Stored records:
········
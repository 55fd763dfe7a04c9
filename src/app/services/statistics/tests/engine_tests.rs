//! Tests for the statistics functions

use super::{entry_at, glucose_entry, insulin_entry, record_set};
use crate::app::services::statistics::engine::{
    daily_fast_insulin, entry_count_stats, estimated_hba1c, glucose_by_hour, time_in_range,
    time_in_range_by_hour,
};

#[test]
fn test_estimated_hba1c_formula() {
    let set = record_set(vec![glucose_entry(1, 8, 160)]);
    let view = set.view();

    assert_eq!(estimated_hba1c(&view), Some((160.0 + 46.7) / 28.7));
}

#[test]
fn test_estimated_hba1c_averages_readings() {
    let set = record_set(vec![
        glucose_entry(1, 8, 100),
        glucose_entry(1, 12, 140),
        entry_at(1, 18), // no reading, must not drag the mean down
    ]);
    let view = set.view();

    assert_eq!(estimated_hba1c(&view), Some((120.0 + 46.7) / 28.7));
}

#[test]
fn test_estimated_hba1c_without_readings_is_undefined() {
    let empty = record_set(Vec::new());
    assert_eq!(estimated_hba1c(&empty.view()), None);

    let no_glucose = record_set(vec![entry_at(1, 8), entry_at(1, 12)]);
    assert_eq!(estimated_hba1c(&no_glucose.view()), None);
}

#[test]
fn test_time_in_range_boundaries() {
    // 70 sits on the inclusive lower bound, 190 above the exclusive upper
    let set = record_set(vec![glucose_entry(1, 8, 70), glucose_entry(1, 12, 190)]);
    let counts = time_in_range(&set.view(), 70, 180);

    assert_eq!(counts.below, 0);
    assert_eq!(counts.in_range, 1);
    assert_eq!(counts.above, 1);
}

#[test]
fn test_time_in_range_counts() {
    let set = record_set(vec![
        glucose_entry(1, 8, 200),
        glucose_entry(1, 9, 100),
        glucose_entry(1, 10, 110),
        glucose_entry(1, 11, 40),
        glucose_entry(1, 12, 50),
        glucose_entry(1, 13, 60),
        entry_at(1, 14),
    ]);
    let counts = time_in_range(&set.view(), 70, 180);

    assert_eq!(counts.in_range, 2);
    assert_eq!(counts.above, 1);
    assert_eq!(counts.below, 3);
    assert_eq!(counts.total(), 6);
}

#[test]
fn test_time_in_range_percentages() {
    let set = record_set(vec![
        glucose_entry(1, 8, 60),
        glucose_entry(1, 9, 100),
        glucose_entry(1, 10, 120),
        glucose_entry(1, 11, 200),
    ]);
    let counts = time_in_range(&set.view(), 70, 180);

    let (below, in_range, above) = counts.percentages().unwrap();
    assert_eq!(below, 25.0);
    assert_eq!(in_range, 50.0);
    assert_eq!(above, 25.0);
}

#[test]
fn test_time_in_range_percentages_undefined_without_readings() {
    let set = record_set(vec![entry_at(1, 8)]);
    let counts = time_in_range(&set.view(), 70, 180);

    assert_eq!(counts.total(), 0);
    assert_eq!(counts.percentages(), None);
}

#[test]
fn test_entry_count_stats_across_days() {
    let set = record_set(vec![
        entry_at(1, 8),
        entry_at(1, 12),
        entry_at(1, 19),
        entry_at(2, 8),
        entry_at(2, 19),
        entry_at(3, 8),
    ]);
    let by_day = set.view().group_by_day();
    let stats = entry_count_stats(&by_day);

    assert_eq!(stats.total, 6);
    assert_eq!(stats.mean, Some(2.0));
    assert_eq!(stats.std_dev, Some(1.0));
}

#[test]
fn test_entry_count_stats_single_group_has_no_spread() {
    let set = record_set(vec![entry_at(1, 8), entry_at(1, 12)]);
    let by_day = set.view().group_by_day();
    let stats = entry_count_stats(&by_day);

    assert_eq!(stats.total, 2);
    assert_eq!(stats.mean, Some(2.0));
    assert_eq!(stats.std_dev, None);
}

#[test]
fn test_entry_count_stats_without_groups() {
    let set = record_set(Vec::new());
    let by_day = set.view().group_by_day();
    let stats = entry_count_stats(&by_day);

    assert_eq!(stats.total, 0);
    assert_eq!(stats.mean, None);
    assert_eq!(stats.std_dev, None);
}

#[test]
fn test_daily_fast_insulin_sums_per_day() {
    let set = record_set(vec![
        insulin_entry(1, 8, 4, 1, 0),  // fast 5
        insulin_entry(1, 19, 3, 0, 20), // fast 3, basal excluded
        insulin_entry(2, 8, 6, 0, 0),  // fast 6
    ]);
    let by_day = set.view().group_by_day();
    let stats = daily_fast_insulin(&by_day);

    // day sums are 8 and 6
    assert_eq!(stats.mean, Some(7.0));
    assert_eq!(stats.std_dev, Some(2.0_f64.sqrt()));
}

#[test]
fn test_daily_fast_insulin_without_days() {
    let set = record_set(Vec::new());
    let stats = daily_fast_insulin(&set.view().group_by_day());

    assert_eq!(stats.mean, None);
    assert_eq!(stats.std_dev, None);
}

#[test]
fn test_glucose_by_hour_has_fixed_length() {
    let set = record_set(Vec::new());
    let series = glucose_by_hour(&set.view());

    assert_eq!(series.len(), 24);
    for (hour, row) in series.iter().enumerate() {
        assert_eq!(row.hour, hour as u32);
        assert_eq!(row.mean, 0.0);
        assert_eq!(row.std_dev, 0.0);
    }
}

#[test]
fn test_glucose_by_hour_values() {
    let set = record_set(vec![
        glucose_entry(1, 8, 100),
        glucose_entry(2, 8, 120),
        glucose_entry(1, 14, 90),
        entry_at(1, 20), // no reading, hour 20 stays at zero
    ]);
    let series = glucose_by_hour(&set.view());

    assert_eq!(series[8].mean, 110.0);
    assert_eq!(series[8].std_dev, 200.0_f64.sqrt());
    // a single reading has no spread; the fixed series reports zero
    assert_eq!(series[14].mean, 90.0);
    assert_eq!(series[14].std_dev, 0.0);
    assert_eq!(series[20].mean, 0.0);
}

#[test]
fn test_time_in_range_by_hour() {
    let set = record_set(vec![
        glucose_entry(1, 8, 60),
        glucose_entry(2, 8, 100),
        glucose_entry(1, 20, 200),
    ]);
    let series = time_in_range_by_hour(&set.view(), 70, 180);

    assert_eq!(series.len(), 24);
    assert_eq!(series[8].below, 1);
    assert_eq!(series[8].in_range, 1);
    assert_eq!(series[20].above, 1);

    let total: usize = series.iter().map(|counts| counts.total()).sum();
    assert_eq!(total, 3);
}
········
What you need to do. Check the data above line by line for the word "total". State only how many lines contain it.

Task solution. 7